━━ ENTRIES PROVIDED ━━

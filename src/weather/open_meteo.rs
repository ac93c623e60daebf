//! Open-Meteo forecast, archive and geocoding client

use async_trait::async_trait;
use chrono::NaiveDate;
use reqwest::{Client, Response};
use serde::de::DeserializeOwned;
use std::time::Duration;
use tracing::{debug, instrument};

use super::{DailyRecord, GeocodingCandidate, Geocoder, WeatherSource};
use crate::config::WeatherConfig;
use crate::error::{Result, WeatherwiseError};
use crate::models::Coordinate;

const DAILY_FIELDS: &str = "temperature_2m_max,temperature_2m_min,precipitation_sum,windspeed_10m_max,relative_humidity_2m_mean";
const KMH_PER_MS: f64 = 3.6;
const GEOCODING_RESULTS: u32 = 10;
const GEOCODING_LANGUAGE: &str = "zh";
/// Upper bound the forecast endpoint accepts for `forecast_days`
pub const MAX_FORECAST_DAYS: u32 = 14;

/// Async client for the Open-Meteo APIs
#[derive(Debug, Clone)]
pub struct OpenMeteoClient {
    client: Client,
    config: WeatherConfig,
}

impl OpenMeteoClient {
    pub fn new(config: &WeatherConfig) -> Result<Self> {
        let client = Client::builder()
            .user_agent(concat!("weatherwise/", env!("CARGO_PKG_VERSION")))
            .build()
            .map_err(|e| WeatherwiseError::config(format!("Failed to create HTTP client: {e}")))?;

        Ok(Self {
            client,
            config: config.clone(),
        })
    }

    fn daily_query(&self, coordinate: Coordinate) -> String {
        format!(
            "latitude={}&longitude={}&daily={}&timezone={}",
            coordinate.latitude,
            coordinate.longitude,
            DAILY_FIELDS,
            urlencoding::encode(&self.config.timezone)
        )
    }

    async fn get_json<T: DeserializeOwned>(&self, url: &str, timeout_seconds: u64) -> Result<T> {
        debug!(url, "requesting");
        let response = self
            .client
            .get(url)
            .timeout(Duration::from_secs(timeout_seconds))
            .send()
            .await?;

        let response = check_status(response, "Open-Meteo").await?;
        response
            .json::<T>()
            .await
            .map_err(|e| WeatherwiseError::parse(format!("Failed to parse Open-Meteo response: {e}")))
    }

    async fn get_daily(&self, url: &str, timeout_seconds: u64) -> Result<Vec<DailyRecord>> {
        let response: openmeteo::DailyResponse = self.get_json(url, timeout_seconds).await?;
        let records = response.into_records();
        debug!(rows = records.len(), "daily rows received");
        Ok(records)
    }
}

/// Pass successful responses through, turn anything else into an HTTP error
pub(super) async fn check_status(response: Response, service: &str) -> Result<Response> {
    let status = response.status();
    if status.is_success() {
        return Ok(response);
    }
    let body = response.text().await.unwrap_or_default();
    Err(WeatherwiseError::http(
        status.as_u16(),
        format!("{service} returned {status}: {body}"),
    ))
}

#[async_trait]
impl WeatherSource for OpenMeteoClient {
    #[instrument(skip(self))]
    async fn recent_daily(
        &self,
        coordinate: Coordinate,
        past_days: u32,
    ) -> Result<Vec<DailyRecord>> {
        // forecast_days=0 keeps the window to observed days only
        let url = format!(
            "{}/forecast?{}&past_days={}&forecast_days=0",
            self.config.forecast_base_url,
            self.daily_query(coordinate),
            past_days
        );
        self.get_daily(&url, self.config.data_timeout_seconds).await
    }

    #[instrument(skip(self))]
    async fn archive_daily(
        &self,
        coordinate: Coordinate,
        start: NaiveDate,
        end: NaiveDate,
    ) -> Result<Vec<DailyRecord>> {
        if start > end {
            return Err(WeatherwiseError::validation(format!(
                "archive range starts after it ends: {start} > {end}"
            )));
        }
        let url = format!(
            "{}/era5?{}&start_date={}&end_date={}",
            self.config.archive_base_url,
            self.daily_query(coordinate),
            start.format("%Y-%m-%d"),
            end.format("%Y-%m-%d")
        );
        self.get_daily(&url, self.config.data_timeout_seconds).await
    }

    #[instrument(skip(self))]
    async fn forecast_daily(&self, coordinate: Coordinate, days: u32) -> Result<Vec<DailyRecord>> {
        let days = days.clamp(1, MAX_FORECAST_DAYS);
        let url = format!(
            "{}/forecast?{}&forecast_days={}",
            self.config.forecast_base_url,
            self.daily_query(coordinate),
            days
        );
        self.get_daily(&url, self.config.forecast_timeout_seconds).await
    }
}

#[async_trait]
impl Geocoder for OpenMeteoClient {
    #[instrument(skip(self))]
    async fn search(&self, name: &str) -> Result<Vec<GeocodingCandidate>> {
        let url = format!(
            "{}/search?name={}&count={}&language={}&format=json",
            self.config.geocoding_base_url,
            urlencoding::encode(name),
            GEOCODING_RESULTS,
            GEOCODING_LANGUAGE
        );
        let response: openmeteo::GeocodingResponse = self
            .get_json(&url, self.config.geocoding_timeout_seconds)
            .await?;
        Ok(response.into_candidates())
    }

    #[instrument(skip(self))]
    async fn reverse(&self, coordinate: Coordinate) -> Result<Vec<GeocodingCandidate>> {
        let url = format!(
            "{}/reverse?latitude={}&longitude={}&count={}&language={}&format=json",
            self.config.geocoding_base_url,
            coordinate.latitude,
            coordinate.longitude,
            GEOCODING_RESULTS,
            GEOCODING_LANGUAGE
        );
        let response: openmeteo::GeocodingResponse = self
            .get_json(&url, self.config.geocoding_timeout_seconds)
            .await?;
        Ok(response.into_candidates())
    }
}

/// `OpenMeteo` API response structures and conversion utilities
mod openmeteo {
    use super::{DailyRecord, GeocodingCandidate, KMH_PER_MS};
    use chrono::NaiveDate;
    use serde::Deserialize;

    #[derive(Debug, Deserialize)]
    pub struct DailyResponse {
        pub daily: Option<DailyData>,
    }

    /// Column-oriented daily block; every column is aligned with `time`
    #[derive(Debug, Deserialize)]
    pub struct DailyData {
        pub time: Vec<String>,
        #[serde(rename = "temperature_2m_max", default)]
        pub temperature_max: Vec<Option<f64>>,
        #[serde(rename = "temperature_2m_min", default)]
        pub temperature_min: Vec<Option<f64>>,
        #[serde(rename = "precipitation_sum", default)]
        pub precipitation: Vec<Option<f64>>,
        /// km/h
        #[serde(rename = "windspeed_10m_max", default)]
        pub wind_speed_max: Vec<Option<f64>>,
        #[serde(rename = "relative_humidity_2m_mean", default)]
        pub humidity_mean: Vec<Option<f64>>,
    }

    fn at(column: &[Option<f64>], index: usize) -> Option<f64> {
        column.get(index).copied().flatten().filter(|v| v.is_finite())
    }

    impl DailyResponse {
        /// Rows with unparseable dates are dropped.
        pub fn into_records(self) -> Vec<DailyRecord> {
            let Some(daily) = self.daily else {
                return Vec::new();
            };
            daily
                .time
                .iter()
                .enumerate()
                .filter_map(|(i, day)| {
                    let date = NaiveDate::parse_from_str(day, "%Y-%m-%d").ok()?;
                    Some(DailyRecord {
                        date,
                        tmax: at(&daily.temperature_max, i),
                        tmin: at(&daily.temperature_min, i),
                        precipitation_mm: at(&daily.precipitation, i),
                        wind_speed_ms: at(&daily.wind_speed_max, i).map(|kmh| kmh / KMH_PER_MS),
                        humidity: at(&daily.humidity_mean, i),
                    })
                })
                .collect()
        }
    }

    #[derive(Debug, Deserialize)]
    pub struct GeocodingResponse {
        pub results: Option<Vec<GeocodingResult>>,
    }

    #[derive(Debug, Deserialize)]
    pub struct GeocodingResult {
        pub name: String,
        pub latitude: f64,
        pub longitude: f64,
        pub country_code: Option<String>,
        pub admin1: Option<String>,
        pub feature_code: Option<String>,
        pub population: Option<u64>,
    }

    impl From<GeocodingResult> for GeocodingCandidate {
        fn from(result: GeocodingResult) -> Self {
            Self {
                name: result.name,
                latitude: result.latitude,
                longitude: result.longitude,
                country_code: result.country_code,
                admin1: result.admin1,
                feature_code: result.feature_code,
                population: result.population,
            }
        }
    }

    impl GeocodingResponse {
        pub fn into_candidates(self) -> Vec<GeocodingCandidate> {
            self.results
                .unwrap_or_default()
                .into_iter()
                .map(GeocodingCandidate::from)
                .collect()
        }
    }
}

#[cfg(test)]
mod tests {
    use super::openmeteo::{DailyResponse, GeocodingResponse};

    #[test]
    fn test_daily_response_conversion() {
        let json = r#"{
            "daily": {
                "time": ["2024-07-01", "not-a-date", "2024-07-03"],
                "temperature_2m_max": [32.0, 30.0, null],
                "temperature_2m_min": [24.0, 22.0, 21.0],
                "precipitation_sum": [0.0, 1.5, 12.0],
                "windspeed_10m_max": [36.0, 18.0, 7.2]
            }
        }"#;
        let response: DailyResponse = serde_json::from_str(json).unwrap();
        let records = response.into_records();

        assert_eq!(records.len(), 2);
        assert_eq!(records[0].mean_temperature(), Some(28.0));
        assert!((records[0].wind_speed_ms.unwrap() - 10.0).abs() < 1e-9);
        assert_eq!(records[0].humidity, None);
        assert_eq!(records[1].tmax, None);
        assert_eq!(records[1].precipitation_mm, Some(12.0));
    }

    #[test]
    fn test_missing_daily_block_yields_no_rows() {
        let response: DailyResponse = serde_json::from_str("{}").unwrap();
        assert!(response.into_records().is_empty());
    }

    #[test]
    fn test_geocoding_response_without_results() {
        let response: GeocodingResponse = serde_json::from_str(r#"{"generationtime_ms": 0.5}"#).unwrap();
        assert!(response.into_candidates().is_empty());
    }
}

━━━

EXERCISE DETAILS: Please give back the records exactly as written, beginning at the first line and including the line that holds "use crate::config::WeatherConfig;" as the last.

OUTPUT FOR THIS EXERCISE:
filename src/weather/open_meteo.rs
repository ac93c623e60daebf
//! Open-Meteo forecast, archive and geocoding client

use async_trait::async_trait;
use chrono::NaiveDate;
use reqwest::{Client, Response};
use serde::de::DeserializeOwned;
use std::time::Duration;
use tracing::{debug, instrument};

use super::{DailyRecord, GeocodingCandidate, Geocoder, WeatherSource};
use crate::config::WeatherConfig;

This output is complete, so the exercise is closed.